Transcriptome-wide characterization of miRNA-directed and non-miRNA-directed endonucleolytic cleavage using Degradome analysis under low ambient temperature in Phalaenopsis aphrodite subsp. formosana.

Plant microRNAs (miRNAs) regulate gene expression through post-transcriptional gene silencing. Phalaenopsis aphrodite subsp. formosana is an orchid species native to Taiwan, which has high economic value and a high frequency of floral polymorphism. To date, few studies have focused on the regulatory roles of miRNAs and functional small RNAs (sRNAs) in orchids although understanding the regulation of flower development and flowering time is potentially important. Here, we combined analyses of the transcriptome, sRNAs and the degradome to identify sRNA-directed transcript cleavages in Phalaenopsis. Degradome analysis provided large-scale evidence of conserved and novel miRNA-directed cleavage of target transcripts, and 46 abundant sRNA groups and their target transcripts were identified. Low temperature-responsive sRNAs were validated with normalized reads from an sRNA library and quantitative stem-loop reverse transcription-PCR (RT-PCR) analysis.
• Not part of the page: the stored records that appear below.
//! `weave render`

use predicates::prelude::*;

use crate::common::{CALC, Project, UTIL, checksum};

#[test]
fn test_render_namespaces_fragments_and_records_commits() {
    let (project, commit) = Project::with_fragments();

    project.weave().args(["render", "main.py", "-o", "out.py"]).assert().success();

    let rendered = project.read("out.py");
    assert!(rendered.starts_with("# Code auto-generated by weave"));
    assert!(rendered.contains("from contracts_api import requires"));
    assert!(rendered.contains("from decimal import Decimal"));
    assert!(rendered.contains("def util_doit():"));
    assert!(rendered.contains("def calc_doit():"));
    assert!(rendered.contains("return util_doit() + calc_doit()"));
    assert!(!rendered.contains("import lib."));

    assert!(rendered.contains("# Objects below have been imported from: lib/util.py"));
    assert!(rendered.contains(&format!("# {} git:{commit}", checksum(UTIL))));
    assert!(rendered.contains(&format!("# {} git:{commit}", checksum(CALC))));
}

#[test]
fn test_render_is_idempotent() {
    let (project, _) = Project::with_fragments();

    let first = project.weave().args(["render", "main.py"]).assert().success();
    let second = project.weave().args(["render", "main.py"]).assert().success();
    assert_eq!(first.get_output().stdout, second.get_output().stdout);
    assert!(!first.get_output().stdout.is_empty());
}

#[test]
fn test_uncommitted_fragment_has_no_commit() {
    let (project, _) = Project::with_fragments();
    let changed = "def doit():\n    return 2\n";
    project.write("lib/util.py", changed);

    project.weave().args(["render", "main.py", "-o", "out.py"]).assert().success();

    let rendered = project.read("out.py");
    let header = format!("# {}\n", checksum(changed));
    assert!(rendered.contains(&header), "missing commit-less header in:\n{rendered}");
}

#[test]
fn test_render_without_git() {
    let (project, _) = Project::with_fragments();

    let output = project.weave().args(["render", "main.py", "--no-git", "--no-banner"]).assert().success();
    let stdout = String::from_utf8_lossy(&output.get_output().stdout).to_string();
    assert!(!stdout.contains(" git:"));
    assert!(!stdout.contains("auto-generated"));
}

#[test]
fn test_cycle_fails_without_output() {
    let project = Project::new();
    project.write("lib/a.py", "import lib.b as b\n\n\ndef fa():\n    return b.fb()\n");
    project.write("lib/b.py", "import lib.a as a\n\n\ndef fb():\n    return a.fa()\n");
    project.write("main.py", "import lib.a as a\n\n\ndef hook():\n    return a.fa()\n");

    project
        .weave()
        .args(["render", "main.py", "-o", "out.py", "--no-git"])
        .assert()
        .failure()
        .stderr(predicate::str::contains("Cyclic fragment imports"));
    assert!(!project.join("out.py").exists());
}

#[test]
fn test_unresolved_fragment_suggests_a_candidate() {
    let (project, _) = Project::with_fragments();
    project.write("broken.py", "import lib.utl as util\n\n\ndef hook():\n    return util.doit()\n");

    project
        .weave()
        .args(["render", "broken.py", "--no-git"])
        .assert()
        .failure()
        .stderr(predicate::str::contains("lib.utl"))
        .stderr(predicate::str::contains("lib.util"));
}

#[test]
fn test_existing_output_needs_force() {
    let (project, _) = Project::with_fragments();
    project.write("out.py", "keep me\n");

    project
        .weave()
        .args(["render", "main.py", "-o", "out.py"])
        .assert()
        .failure()
        .stderr(predicate::str::contains("already exists"));
    assert_eq!(project.read("out.py"), "keep me\n");

    project.weave().args(["render", "main.py", "-o", "out.py", "--force"]).assert().success();
    assert!(project.read("out.py").contains("def util_doit():"));
}

#[test]
fn test_config_file_settings_apply() {
    let (project, _) = Project::with_fragments();
    project.write("weave.toml", "[render]\nbanner = false\nnamespace = \"qualified\"\nuse_git = false\n");

    let output = project.weave().args(["render", "main.py"]).assert().success();
    let stdout = String::from_utf8_lossy(&output.get_output().stdout).to_string();
    assert!(stdout.contains("def lib_util_doit():"));
    assert!(!stdout.contains("auto-generated"));
    assert!(!stdout.contains(" git:"));
}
According to gene ontology (GO) categorization, target transcripts of the novel miRNAs and sRNAs are functionally involved in metabolic processes or responses to stress. One particular homologous gene, Allcontig28452, which encodes digalactosyldiacylglycerol synthase 2 (DGD2), was found to be targeted by natural antisense transcripts (NATs) unique to Phalaenopsis. In summary, comprehensive analyses of the transcriptome, sRNAs and degradome using deep sequencing technology provided a useful platform for investigating miRNA-directed and non-miRNA-directed endonucleolytic cleavage in a non-model plant, the orchid Phalaenopsis.